W czasie jednej z przechadzek, natrafiłam na korowód pogrzebowy. Ubrani na biało żałobnicy szli do starego kościółka w rytm melodii wybijanej na bębnach. W Kerali chrześcijanie stanowią jedną piątą mieszkańców. Wszędzie napotkać można stare i nowsze kościoły, a ciężarówki czy motoriksze zamiast wizerunkami bóstw ozdobione są krzyżami i imieniem Chrystusa. Wierzy się, że chrześcijaństwo wprowadził tutaj sam św. Tomasz Apostoł, który zmarł śmiercią męczeńską w okolicach Chennai.
Z Allepey warto wybrać się również na plażę (morze jest tu bardzo niedaleko), gdzie co prawda nie da się pływać ani opalać, ale zamian tego można podziwiać imponujących rozmiarów fale z impetem rozbijające się o brzeg i stadka dużych krabów biegające po mokrym piasku.
Spacer po kolonialnym miasteczku
By zobaczyć więcej zabytków pochodzących z ery kolonialnej, warto wybrać się do Kochi. Kochi było kiedyś miastem portugalskim (to tu był pochowany pierwotnie Vasco da Gama, zanim jego ciało zabrano z powrotem do kraju), później przeszło w ręce Holendrów, a wreszcie Brytyjczyków. Europejskie wpływy są więc w tym małym miasteczku bardzo wyraźne. Spacerując ulicami starego Kochi można wręcz ulec wrażeniu, że jest się w Europie, gdyby nie wszechobecne kozy i krowy. Choć połączone z Kochi współczesne miasto Ernakulum oferuje znacznie tańsze noclegi, mimo wszystko warto zatrzymać się w jednym z wielu pokoi gościnnych w historycznym Kochi.

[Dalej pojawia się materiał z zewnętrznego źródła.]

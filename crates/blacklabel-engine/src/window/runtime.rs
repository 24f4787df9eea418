use anyhow::{Context, Result};
use ouroboros::self_referencing;

use winit::application::ApplicationHandler;
use winit::dpi::LogicalSize;
use winit::event::WindowEvent;
use winit::event_loop::{ActiveEventLoop, ControlFlow, EventLoop};
use winit::window::{Window, WindowId};

use crate::coords::Viewport;
use crate::core::{App as CoreApp, AppControl, FrameCtx, WindowCtx, logical_viewport};
use crate::device::{Gpu, GpuInit};
use crate::time::FrameClock;

/// Window/runtime configuration.
#[derive(Debug, Clone)]
pub struct RuntimeConfig {
    pub title: String,
    pub initial_size: LogicalSize<f64>,
}

impl Default for RuntimeConfig {
    fn default() -> Self {
        Self {
            title: "Black Label".to_string(),
            initial_size: LogicalSize::new(1280.0, 800.0),
        }
    }
}

/// Runtime context passed to the application during a frame.
///
/// Requests are applied after the callback returns.
#[derive(Debug, Default)]
pub struct RuntimeCtx {
    exit: bool,
}

impl RuntimeCtx {
    pub fn exit(&mut self) {
        self.exit = true;
    }

    pub fn exit_requested(&self) -> bool {
        self.exit
    }
}

/// Entry point for the runtime.
pub struct Runtime;

impl Runtime {
    /// Opens the window and drives `app` until the window closes.
    pub fn run<A>(config: RuntimeConfig, gpu_init: GpuInit, app: A) -> Result<()>
    where
        A: 'static + CoreApp,
    {
        let event_loop = EventLoop::new().context("failed to create winit EventLoop")?;
        let mut state = PageLoop::new(config, gpu_init, app);

        event_loop
            .run_app(&mut state)
            .context("winit event loop terminated with error")?;

        match state.fatal.take() {
            Some(err) => Err(err),
            None => Ok(()),
        }
    }
}

/// The page window and the GPU surface that borrows it.
#[self_referencing]
struct PageWindow {
    clock: FrameClock,
    window: Window,
    #[borrows(window)]
    #[covariant]
    gpu: Gpu<'this>,
}

impl PageWindow {
    fn open(event_loop: &ActiveEventLoop, config: &RuntimeConfig, init: GpuInit) -> Result<Self> {
        let attrs = Window::default_attributes()
            .with_title(config.title.clone())
            .with_inner_size(config.initial_size);
        let window = event_loop.create_window(attrs).context("failed to create window")?;

        PageWindowTryBuilder {
            clock: FrameClock::default(),
            window,
            gpu_builder: |w| pollster::block_on(Gpu::new(w, init)),
        }
        .try_build()
        .context("GPU initialization failed")
    }

    fn viewport(&self) -> Viewport {
        self.with_window(|w| logical_viewport(w))
    }

    fn request_redraw(&self) {
        self.with_window(|w| w.request_redraw());
    }

    /// Reconfigures the surface to the window's current physical size.
    fn sync_surface(&mut self) -> Viewport {
        let physical = self.with_window(|w| w.inner_size());
        self.with_gpu_mut(|gpu| gpu.resize(physical));
        self.viewport()
    }
}

struct PageLoop<A: CoreApp + 'static> {
    config: RuntimeConfig,
    gpu_init: GpuInit,
    app: A,
    window: Option<PageWindow>,
    exit_notified: bool,
    fatal: Option<anyhow::Error>,
}

impl<A: CoreApp + 'static> PageLoop<A> {
    fn new(config: RuntimeConfig, gpu_init: GpuInit, app: A) -> Self {
        Self { config, gpu_init, app, window: None, exit_notified: false, fatal: None }
    }

    fn notify_exit(&mut self) {
        if !std::mem::replace(&mut self.exit_notified, true) {
            self.app.on_exit();
        }
    }

    /// Runs the exit hook once, then drops the surface before the window.
    fn shutdown(&mut self, event_loop: &ActiveEventLoop) {
        self.notify_exit();
        self.window = None;
        event_loop.exit();
    }

    fn resized(&mut self) {
        let Some(window) = self.window.as_mut() else { return };
        let viewport = window.sync_surface();
        window.request_redraw();
        self.app.on_resize(viewport);
    }

    fn redraw(&mut self, window_id: WindowId, event_loop: &ActiveEventLoop) {
        let Some(window) = self.window.as_mut() else { return };
        let app = &mut self.app;
        let mut runtime = RuntimeCtx::default();

        let control = window.with_mut(|fields| {
            let mut ctx = FrameCtx {
                window: WindowCtx { id: window_id, window: fields.window },
                time: fields.clock.tick(),
                gpu: fields.gpu,
                runtime: &mut runtime,
            };
            app.on_frame(&mut ctx)
        });

        if control == AppControl::Exit || runtime.exit_requested() {
            self.shutdown(event_loop);
        }
    }
}

impl<A: CoreApp + 'static> ApplicationHandler for PageLoop<A> {
    fn resumed(&mut self, event_loop: &ActiveEventLoop) {
        if self.window.is_some() {
            return;
        }

        match PageWindow::open(event_loop, &self.config, self.gpu_init.clone()) {
            Ok(window) => {
                let viewport = window.viewport();
                log::info!("window ready at {}x{}", viewport.width, viewport.height);
                window.request_redraw();
                self.window = Some(window);
                self.app.on_resize(viewport);
            }
            Err(err) => {
                log::error!("{err:#}");
                self.fatal = Some(err);
                self.shutdown(event_loop);
            }
        }
    }

    /// Keeps one redraw queued per display refresh so the animation-frame
    /// scheduler always has a tick to run on.
    fn about_to_wait(&mut self, event_loop: &ActiveEventLoop) {
        event_loop.set_control_flow(ControlFlow::Wait);
        if let Some(window) = &self.window {
            window.request_redraw();
        }
    }

    fn window_event(&mut self, event_loop: &ActiveEventLoop, window_id: WindowId, event: WindowEvent) {
        if self.app.on_window_event(window_id, &event) == AppControl::Exit {
            self.shutdown(event_loop);
            return;
        }

        match event {
            WindowEvent::CloseRequested | WindowEvent::Destroyed => {
                log::info!("window closed");
                self.shutdown(event_loop);
            }
            WindowEvent::Resized(_) | WindowEvent::ScaleFactorChanged { .. } => self.resized(),
            WindowEvent::RedrawRequested => self.redraw(window_id, event_loop),
            _ => {}
        }
    }

    fn exiting(&mut self, _event_loop: &ActiveEventLoop) {
        self.notify_exit();
    }
}
//! Synchronization and Concurrency Support
//!
//! - **Primitives** (`primitives`): [`CriticalSectionCell`], ISR-safe
//!   interior mutability for all channel state
//!
//! - **Completion slot** (`slot`): [`CompletionSlot`], the single-entry
//!   mailbox blocking and async callers wait on; it also parks the waker
//!   of an awaiting task
//!
//! - **Async Support** (`asynch`): `receive` / `transmit` futures on
//!   [`Channel`](crate::Channel)
//!
//! # Feature Flags
//!
//! - `async`: Enables `asynch` and the slot's waker

mod primitives;
mod slot;

pub use primitives::CriticalSectionCell;
pub use slot::CompletionSlot;

#[cfg(feature = "async")]
pub mod asynch;

#[cfg(feature = "async")]
pub use asynch::CompletionFuture;
//! Async/await support for channel transfers.
//!
//! Enable with the `async` feature flag. A transfer is submitted with the
//! channel's completion slot as its waiter; the slot wakes the registered
//! task when the interrupt (or an abort) delivers the completion.
//!
//! ```ignore
//! async fn collect(channel: &'static Channel<Uart1>, mut buf: &'static mut [u8]) {
//!     loop {
//!         let Ok(pending) = channel.receive(buf) else { return };
//!         let done = pending.await;
//!         process(done.data());
//!         buf = done.buffer;
//!     }
//! }
//! ```
//!
//! Dropping a future does not cancel its transfer. Call
//! [`Channel::abort_read`] / [`Channel::abort_write`] to cancel; the
//! completion is then discarded by the next submission.

use core::{
    future::Future,
    pin::Pin,
    task::{Context, Poll},
};

use crate::driver::Channel;
use crate::driver::error::Error;
use crate::driver::transfer::{Completion, ReadBuffer, WriteBuffer};
use crate::hal::{DmaChannel, SerialHw};
use crate::internal::descriptor::Waiter;
use crate::sync::CompletionSlot;

/// Future resolving to one transfer's [`Completion`]
#[must_use = "futures do nothing unless you `.await` or poll them"]
pub struct CompletionFuture<'a, B> {
    slot: &'a CompletionSlot<B>,
}

impl<B> Future for CompletionFuture<'_, B> {
    type Output = Completion<B>;

    fn poll(self: Pin<&mut Self>, cx: &mut Context<'_>) -> Poll<Self::Output> {
        self.slot.poll_take(cx)
    }
}

impl<H: SerialHw, D: DmaChannel> Channel<H, D> {
    /// Start a receive and return a future for its completion.
    ///
    /// # Errors
    ///
    /// Same as [`read_async`](Channel::read_async); the buffer is handed back.
    pub fn receive(
        &self,
        buffer: ReadBuffer,
    ) -> Result<CompletionFuture<'_, ReadBuffer>, (Error, ReadBuffer)> {
        self.submit_read(buffer, Waiter::Slot)?;
        Ok(CompletionFuture {
            slot: &self.rx_slot,
        })
    }

    /// Start a transmit and return a future for its completion.
    ///
    /// # Errors
    ///
    /// Same as [`write_async`](Channel::write_async); the buffer is handed back.
    pub fn transmit(
        &self,
        buffer: WriteBuffer,
    ) -> Result<CompletionFuture<'_, WriteBuffer>, (Error, WriteBuffer)> {
        self.submit_write(buffer, Waiter::Slot)?;
        Ok(CompletionFuture {
            slot: &self.tx_slot,
        })
    }
}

Symbolem Kochi są chińskie sieci rybackie stojące rzędem wzdłuż wybrzeża. Drewniany podest wiedzie z brzegu kilka metrów w głąb morza, gdzie na dźwigni umieszczona jest rozpięta na planie kwadratu sieć. Sieć zanurza się na jakiś czas w morzu, po czym za pomocą dźwigni gwałtownie wyciąga się ją w górę, wraz ze złapanymi rybami. Widok morza i romantycznych chińskich sieci szpeci rozciągające się po drugiej stronie małej zatoczki duże, przemysłowe miasto Ernakulum, niejako zrośnięte z Kochi.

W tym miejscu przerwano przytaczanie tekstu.